Collected data:
──────────────────────────────
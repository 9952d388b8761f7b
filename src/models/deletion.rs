// SPDX-License-Identifier: MIT
// Copyright 2026 Roland Dreier <roland@rolandd.dev>

//! Account-deletion request model.

use serde::{Deserialize, Serialize};

/// Lifecycle of a deletion request.
///
/// The per-user path ends at `Completed`. The admin sweep stamps every
/// request it touches `Processed` afterwards, including ones that were
/// already `Completed`; the overwrite is deliberate so "the sweep saw
/// this" is visible in the stored record.
#[derive(Debug, Clone, Copy, PartialEq, Eq, Serialize, Deserialize)]
#[serde(rename_all = "snake_case")]
pub enum DeletionStatus {
    Pending,
    Processing,
    Completed,
    Failed,
    Processed,
}

impl DeletionStatus {
    pub fn as_str(&self) -> &'static str {
        match self {
            DeletionStatus::Pending => "pending",
            DeletionStatus::Processing => "processing",
            DeletionStatus::Completed => "completed",
            DeletionStatus::Failed => "failed",
            DeletionStatus::Processed => "processed",
        }
    }
}

/// One request in Firestore (`deletionRequests/{uid}`). Keyed by uid,
/// so a user asking twice just refreshes their existing request.
#[derive(Debug, Clone, Serialize, Deserialize)]
#[serde(rename_all = "camelCase")]
pub struct DeletionRequest {
    /// Same as the document ID
    pub user_id: String,
    /// Email at request time; kept so the audit trail survives the
    /// profile delete
    pub email: String,
    pub requested_at: String,
    pub status: DeletionStatus,
    pub completed_at: Option<String>,
}
// SPDX-License-Identifier: MIT
// Copyright 2026 Roland Dreier <roland@rolandd.dev>

//! Shared helpers for date/time formatting.
//!
//! All document timestamps are RFC3339 strings in UTC so that Firestore's
//! lexicographic ordering matches chronological ordering.

use chrono::{DateTime, SecondsFormat, Utc};

/// Format a UTC timestamp as RFC3339 using a `Z` suffix.
pub fn format_utc_rfc3339(date: DateTime<Utc>) -> String {
    date.to_rfc3339_opts(SecondsFormat::Micros, true)
}

/// Current server time as an RFC3339 string.
///
/// Microsecond precision keeps distinct writes distinct for the audit-log
/// ordering, which sorts on this string.
pub fn now_rfc3339() -> String {
    format_utc_rfc3339(Utc::now())
}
──────────────────────────────
WHAT YOU NEED TO DO: Please print out every record exactly as it is written.

OUTPUT:
repository 9952d388b8761f7b
filename src/models/deletion.rs
// SPDX-License-Identifier: MIT
// Copyright 2026 Roland Dreier <roland@rolandd.dev>

//! Account-deletion request model.

use serde::{Deserialize, Serialize};

/// Lifecycle of a deletion request.
///
/// The per-user path ends at `Completed`. The admin sweep stamps every
/// request it touches `Processed` afterwards, including ones that were
/// already `Completed`; the overwrite is deliberate so "the sweep saw
/// this" is visible in the stored record.
#[derive(Debug, Clone, Copy, PartialEq, Eq, Serialize, Deserialize)]
#[serde(rename_all = "snake_case")]
pub enum DeletionStatus {
    Pending,
    Processing,
    Completed,
    Failed,
    Processed,
}

impl DeletionStatus {
    pub fn as_str(&self) -> &'static str {
        match self {
            DeletionStatus::Pending => "pending",
            DeletionStatus::Processing => "processing",
            DeletionStatus::Completed => "completed",
            DeletionStatus::Failed => "failed",
            DeletionStatus::Processed => "processed",
        }
    }
}

/// One request in Firestore (`deletionRequests/{uid}`). Keyed by uid,
/// so a user asking twice just refreshes their existing request.
#[derive(Debug, Clone, Serialize, Deserialize)]
#[serde(rename_all = "camelCase")]
pub struct DeletionRequest {
    /// Same as the document ID
    pub user_id: String,
    /// Email at request time; kept so the audit trail survives the
    /// profile delete
    pub email: String,
    pub requested_at: String,
    pub status: DeletionStatus,
    pub completed_at: Option<String>,
}
// SPDX-License-Identifier: MIT
// Copyright 2026 Roland Dreier <roland@rolandd.dev>

//! Shared helpers for date/time formatting.
//!
//! All document timestamps are RFC3339 strings in UTC so that Firestore's
//! lexicographic ordering matches chronological ordering.

use chrono::{DateTime, SecondsFormat, Utc};

/// Format a UTC timestamp as RFC3339 using a `Z` suffix.
pub fn format_utc_rfc3339(date: DateTime<Utc>) -> String {
    date.to_rfc3339_opts(SecondsFormat::Micros, true)
}

/// Current server time as an RFC3339 string.
///
/// Microsecond precision keeps distinct writes distinct for the audit-log
/// ordering, which sorts on this string.
pub fn now_rfc3339() -> String {
    format_utc_rfc3339(Utc::now())
}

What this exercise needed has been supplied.